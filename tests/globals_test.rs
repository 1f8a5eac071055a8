//! Integration tests for the globals engine: hierarchy override, labeled
//! extension, lazy cross-scope references, map generators, unset and the
//! failure modes.

mod common;

use common::Sandbox;
use hcl::Value;
use pretty_assertions::assert_eq;
use terrastack::{globals, stack, ProjectPath};

fn report_at(sandbox: &Sandbox, dir: &str) -> terrastack::EvalReport {
    let root = sandbox.load().unwrap();
    globals::load_at(&root, &ProjectPath::new(dir).unwrap())
}

#[test]
fn hierarchy_override() {
    let sandbox = Sandbox::new();
    sandbox.write("globals.tm", "globals {\n  a = \"root\"\n}\n");
    sandbox.write("x/globals.tm", "globals {\n  a = \"x\"\n}\n");
    sandbox.write("x/s/stack.tm", "stack {}\n");
    sandbox.write("y/s/stack.tm", "stack {}\n");

    let below = report_at(&sandbox, "/x/s");
    assert!(below.is_ok());
    assert_eq!(below.get("a"), Some(&Value::from("x")));

    let outside = report_at(&sandbox, "/y/s");
    assert_eq!(outside.get("a"), Some(&Value::from("root")));
}

#[test]
fn inherited_globals_visible_at_every_descendant() {
    let sandbox = Sandbox::new();
    sandbox.write("globals.tm", "globals {\n  team = \"platform\"\n  region = \"eu\"\n}\n");
    sandbox.write("a/b/c/stack.tm", "stack {}\n");

    let report = report_at(&sandbox, "/a/b/c");
    assert_eq!(report.get("team"), Some(&Value::from("platform")));
    assert_eq!(report.get("region"), Some(&Value::from("eu")));
}

#[test]
fn extend_and_index_dependency() {
    let sandbox = Sandbox::new();
    sandbox.write(
        "globals.tm",
        r#"globals {
  _p  = { aws = {}, mysql = {} }
  use = {}
  req = { for k, v in global._p : k => v if tm_try(global.use[k], false) }
}

globals "use" {
  aws = true
}

globals "use" {
  mysql = true
}
"#,
    );
    sandbox.write("s/stack.tm", "stack {}\n");

    let report = report_at(&sandbox, "/s");
    assert!(report.is_ok(), "{:?}", report.errors);

    let Some(Value::Object(req)) = report.get("req") else {
        panic!("global.req missing: {:?}", report.globals)
    };
    let mut keys: Vec<&String> = req.keys().collect();
    keys.sort();
    assert_eq!(keys, vec!["aws", "mysql"]);
}

#[test]
fn extension_across_scopes() {
    let sandbox = Sandbox::new();
    sandbox.write("globals.tm", "globals {\n  obj = { base = 1 }\n}\n");
    sandbox.write("s/globals.tm", "globals \"obj\" {\n  extra = 2\n}\n");
    sandbox.write("s/stack.tm", "stack {}\n");

    let report = report_at(&sandbox, "/s");
    assert!(report.is_ok(), "{:?}", report.errors);
    assert_eq!(report.get("obj.base"), Some(&Value::from(1)));
    assert_eq!(report.get("obj.extra"), Some(&Value::from(2)));
}

#[test]
fn closer_assignment_replaces_wholesale() {
    let sandbox = Sandbox::new();
    sandbox.write("globals.tm", "globals \"obj\" {\n  deep = 1\n}\n");
    sandbox.write("s/globals.tm", "globals {\n  obj = \"flat\"\n}\n");
    sandbox.write("s/stack.tm", "stack {}\n");

    // The closer wholesale assignment shadows the farther deep binding.
    let report = report_at(&sandbox, "/s");
    assert!(report.is_ok(), "{:?}", report.errors);
    assert_eq!(report.get("obj"), Some(&Value::from("flat")));
}

#[test]
fn cycle_detection_leaves_unrelated_statements_alone() {
    let sandbox = Sandbox::new();
    sandbox.write(
        "globals.tm",
        "globals {\n  a = global.b\n  b = global.c\n  c = global.a\n  d = 1\n}\n",
    );
    sandbox.write("s/stack.tm", "stack {}\n");

    let report = report_at(&sandbox, "/s");
    assert!(!report.is_ok());
    for path in ["global.a", "global.b", "global.c"] {
        let errors = report.errors_for(path);
        assert!(!errors.is_empty(), "no error for {path}");
        assert_eq!(errors[0].kind(), "Cycle");
    }
    // The statement outside the cycle still evaluated.
    assert_eq!(report.get("d"), Some(&Value::from(1)));
}

#[test]
fn self_reference_is_a_cycle() {
    let sandbox = Sandbox::new();
    sandbox.write("globals.tm", "globals {\n  a = global.a.b\n}\n");
    sandbox.write("s/stack.tm", "stack {}\n");

    let report = report_at(&sandbox, "/s");
    assert_eq!(report.errors_for("global.a")[0].kind(), "Cycle");
}

#[test]
fn unset_chain() {
    let sandbox = Sandbox::new();
    sandbox.write("globals.tm", "globals {\n  a = 1\n  b = 2\n  c = 3\n}\n");
    sandbox.write("stacks/globals.tm", "globals {\n  b = unset\n}\n");
    sandbox.write("stacks/s1/globals.tm", "globals {\n  c = unset\n}\n");
    sandbox.write("stacks/s1/stack.tm", "stack {}\n");
    sandbox.write("stacks/s2/stack.tm", "stack {}\n");

    let s1 = report_at(&sandbox, "/stacks/s1");
    assert!(s1.is_ok(), "{:?}", s1.errors);
    assert_eq!(s1.get("a"), Some(&Value::from(1)));
    assert_eq!(s1.get("b"), None);
    assert_eq!(s1.get("c"), None);

    let s2 = report_at(&sandbox, "/stacks/s2");
    assert_eq!(s2.get("a"), Some(&Value::from(1)));
    assert_eq!(s2.get("b"), None);
    assert_eq!(s2.get("c"), Some(&Value::from(3)));
}

#[test]
fn unset_removes_inherited_object_leaf() {
    let sandbox = Sandbox::new();
    sandbox.write("globals.tm", "globals {\n  obj = { x = 1, y = 2 }\n}\n");
    sandbox.write("s/globals.tm", "globals \"obj\" {\n  x = unset\n}\n");
    sandbox.write("s/stack.tm", "stack {}\n");

    let report = report_at(&sandbox, "/s");
    assert!(report.is_ok(), "{:?}", report.errors);
    assert_eq!(report.get("obj.x"), None);
    assert_eq!(report.get("obj.y"), Some(&Value::from(2)));

    // The ancestor scope itself is untouched.
    let root_view = report_at(&sandbox, "/");
    assert_eq!(root_view.get("obj.x"), Some(&Value::from(1)));
}

#[test]
fn map_reduce_with_element_old() {
    let sandbox = Sandbox::new();
    sandbox.write(
        "globals.tm",
        r#"globals {
  map "counts" {
    for_each = ["x", "y", "x"]
    key      = element.new
    value    = tm_try(element.old, 0) + 1
  }
}
"#,
    );
    sandbox.write("s/stack.tm", "stack {}\n");

    let report = report_at(&sandbox, "/s");
    assert!(report.is_ok(), "{:?}", report.errors);
    assert_eq!(report.get("counts.x"), Some(&Value::from(2)));
    assert_eq!(report.get("counts.y"), Some(&Value::from(1)));
}

#[test]
fn map_with_custom_iterator_and_value_block() {
    let sandbox = Sandbox::new();
    sandbox.write(
        "globals.tm",
        r#"globals {
  envs = ["dev", "prod"]

  map "deployments" {
    for_each = global.envs
    iterator = env
    key      = env.new

    value {
      name = tm_upper(env.new)

      map "flags" {
        for_each = ["audit"]
        key      = element.new
        value    = env.new == "prod"
      }
    }
  }
}
"#,
    );
    sandbox.write("s/stack.tm", "stack {}\n");

    let report = report_at(&sandbox, "/s");
    assert!(report.is_ok(), "{:?}", report.errors);
    assert_eq!(report.get("deployments.dev.name"), Some(&Value::from("DEV")));
    assert_eq!(report.get("deployments.prod.flags.audit"), Some(&Value::Bool(true)));
    assert_eq!(report.get("deployments.dev.flags.audit"), Some(&Value::Bool(false)));
}

#[test]
fn map_for_each_must_be_a_list() {
    let sandbox = Sandbox::new();
    sandbox.write(
        "globals.tm",
        "globals {\n  map \"m\" {\n    for_each = \"nope\"\n    key = element.new\n    value = 1\n  }\n}\n",
    );
    sandbox.write("s/stack.tm", "stack {}\n");

    let report = report_at(&sandbox, "/s");
    assert_eq!(report.errors_for("global.m")[0].kind(), "Eval");
}

#[test]
fn empty_labeled_block_materializes_object() {
    let sandbox = Sandbox::new();
    sandbox.write("globals.tm", "globals \"obj\" {\n}\n");
    sandbox.write("s/stack.tm", "stack {}\n");

    let report = report_at(&sandbox, "/s");
    assert!(report.is_ok());
    assert_eq!(report.get("obj"), Some(&Value::Object(hcl::value::Map::new())));
}

#[test]
fn lazy_cross_scope_reference() {
    let sandbox = Sandbox::new();
    // The root references a global only defined further down the chain.
    sandbox.write("globals.tm", "globals {\n  greeting = \"hello ${global.who}\"\n}\n");
    sandbox.write("s/globals.tm", "globals {\n  who = \"world\"\n}\n");
    sandbox.write("s/stack.tm", "stack {}\n");

    let report = report_at(&sandbox, "/s");
    assert!(report.is_ok(), "{:?}", report.errors);
    assert_eq!(report.get("greeting"), Some(&Value::from("hello world")));

    // At the root itself the reference is undefined.
    let root_view = report_at(&sandbox, "/");
    assert_eq!(root_view.errors_for("global.greeting")[0].kind(), "Eval");
}

#[test]
fn stack_runtime_namespace_is_available() {
    let sandbox = Sandbox::new();
    sandbox.write("s/globals.tm", "globals {\n  here = terrastack.stack.path.absolute\n}\n");
    sandbox.write("s/stack.tm", "stack {\n  name = \"the-stack\"\n}\n");

    let root = sandbox.load().unwrap();
    let stacks = stack::load_all_stacks(&root).unwrap();
    let report = globals::load(&root, &stacks[0]);
    assert!(report.is_ok(), "{:?}", report.errors);
    assert_eq!(report.get("here"), Some(&Value::from("/s")));
}

#[test]
fn redefinition_in_same_scope_is_reported() {
    let sandbox = Sandbox::new();
    sandbox.write("a.tm", "globals {\n  dup = 1\n}\n");
    sandbox.write("b.tm", "globals {\n  dup = 2\n}\n");
    sandbox.write("s/stack.tm", "stack {}\n");

    let report = report_at(&sandbox, "/s");
    assert_eq!(report.errors_for("global.dup")[0].kind(), "Redefined");
    // The surviving statement still evaluated.
    assert_eq!(report.get("dup"), Some(&Value::from(1)));
}

#[test]
fn extending_a_non_object_fails() {
    let sandbox = Sandbox::new();
    sandbox.write("globals.tm", "globals {\n  num = 1\n}\nglobals \"num\" {\n  x = 2\n}\n");
    sandbox.write("s/stack.tm", "stack {}\n");

    let report = report_at(&sandbox, "/s");
    assert_eq!(report.errors_for("global.num.x")[0].kind(), "CannotExtendObject");
    // The base binding survives.
    assert_eq!(report.get("num"), Some(&Value::from(1)));
}

#[test]
fn undefined_reference_is_an_eval_error() {
    let sandbox = Sandbox::new();
    sandbox.write("globals.tm", "globals {\n  a = global.missing\n  b = 2\n}\n");
    sandbox.write("s/stack.tm", "stack {}\n");

    let report = report_at(&sandbox, "/s");
    assert_eq!(report.errors_for("global.a")[0].kind(), "Eval");
    assert_eq!(report.get("b"), Some(&Value::from(2)));
}

#[test]
fn evaluation_is_deterministic() {
    let sandbox = Sandbox::new();
    sandbox.write(
        "globals.tm",
        r#"globals {
  list = ["c", "a", "b"]
  obj  = { z = 1, a = 2 }

  map "m" {
    for_each = global.list
    key      = element.new
    value    = element.new
  }
}
"#,
    );
    sandbox.write("s/stack.tm", "stack {}\n");

    let first = report_at(&sandbox, "/s");
    let second = report_at(&sandbox, "/s");
    assert!(first.is_ok());
    assert_eq!(first.globals, second.globals);
    assert_eq!(
        serde_json::to_string(&first.globals).unwrap(),
        serde_json::to_string(&second.globals).unwrap()
    );
}

#[test]
fn serialize_reparse_round_trip() {
    let sandbox = Sandbox::new();
    sandbox.write(
        "globals.tm",
        r#"globals {
  name    = "app"
  replicas = 3
  enabled = true
  regions = ["eu", "us"]
  limits  = { cpu = 2, mem = "4Gi" }
}
"#,
    );
    sandbox.write("s/stack.tm", "stack {}\n");

    let report = report_at(&sandbox, "/s");
    assert!(report.is_ok(), "{:?}", report.errors);

    // Rendering the evaluated globals back to their attribute
    // representation and re-parsing them yields the same value map.
    let rendered = hcl::to_string(&report.globals).unwrap();
    let reparsed: Value = hcl::from_str(&rendered).unwrap();
    assert_eq!(reparsed, report.globals);
}

#[test]
fn statement_cache_is_shared_across_resolutions() {
    let sandbox = Sandbox::new();
    sandbox.write("globals.tm", "globals {\n  shared = \"root\"\n}\n");
    sandbox.write("a/stack.tm", "stack {}\n");
    sandbox.write("b/stack.tm", "stack {}\n");

    let root = sandbox.load().unwrap();
    let a = globals::load_at(&root, &ProjectPath::new("/a").unwrap());
    let b = globals::load_at(&root, &ProjectPath::new("/b").unwrap());
    assert_eq!(a.get("shared"), b.get("shared"));
}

= = = =

● **What you should do**
Copy, from the lines above, each one that holds "still".

● **Written solution**
    // The statement outside the cycle still evaluated.
    // The surviving statement still evaluated.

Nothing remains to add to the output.